The argument seems conclusive, but we will view it somewhat differently.

There is definite progress not only in the genesis of the earth, but in the genesis of life. The advance is from darkness and chaos to light and beauty; from low forms of vegetation to the higher; from the life that swarms in water to the fish, the reptile, the bird; from the living creatures on land to those of increased definite complexity in structure and function; until, in man, we have intellectual and emotional changes. It would be in the highest degree unscriptural and unscientific to deny that the progress from the less special to the more specialised may have been wrought by means of natural orderly causes during a long course of time, and by well-nigh insensible gradation. So far, therefore, evolution may be that long creative process of organic advance, by minute increments, which tends to perfection.

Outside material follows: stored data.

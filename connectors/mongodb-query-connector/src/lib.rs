//! MongoDB lowering and execution for the abstract query builder.
//!
//! The `query-builder` crate records intent as an operation log; this crate
//! turns a finished log into an aggregation pipeline and runs it. The main
//! pieces:
//!
//! - [`compiler::compile`] — bucketing plus the match/projection/group
//!   folders and the group-identifier rename pass.
//! - [`plan::Pipeline`] — the compiled stage list handed to a driver.
//! - [`context`] — the ambient, task-local transaction context.
//! - [`driver`] — the driver trait, the MongoDB implementation, and the
//!   transaction finalization handle.
//! - [`sync`] — the adapter translating cross-document sync instructions
//!   into backend writes.

pub mod compiler;
pub mod context;
pub mod driver;
pub mod error;
pub mod execute;
pub mod migration;
pub mod plan;
pub mod sync;
mod value;

pub use compiler::compile;
pub use context::ContextData;
pub use driver::{
    Driver, MongoDbDriver, OperationOptions, RecordedCall, RecordingDriver, SessionHandle,
    Transaction,
};
pub use error::{CompilationError, Error, Result};
pub use plan::{Pipeline, PlanStage};
pub use sync::{execute_sync, SyncInstruction};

Concerning this organic advance, experience shows that out of the general web of existence special threads are drawn and woven into new and peculiar patterns. The elements of new organisms, however differently arranged, are the same as those contained in the original mass; nevertheless, by new grouping surprisingly novel phenomena emerge. We do not think, when the physical motions of molecules are rearranged in chemical actions, that any addition is made to the primitive energies; nor do biologists generally suppose, when physical and chemical actions are specially grouped and vital phenomena emerge, that any essential addition is made beyond that of the new grouping of old material and of old energy; so in the emergence or creation of man, and afterwards in the development of social life, there is no casting away of the old threads, they are rewoven into more beautiful patterns. As the flower which comes into existence and grows by energy imparted by the sun, is but a reproduction in new form of that which was imparted; so sentient organisms reproduce all that produced them; and-this is the mystery-something more in every advance: for without this something more there could be no evolution from low to higher degree, from vegetable to

The Mystery of Advance.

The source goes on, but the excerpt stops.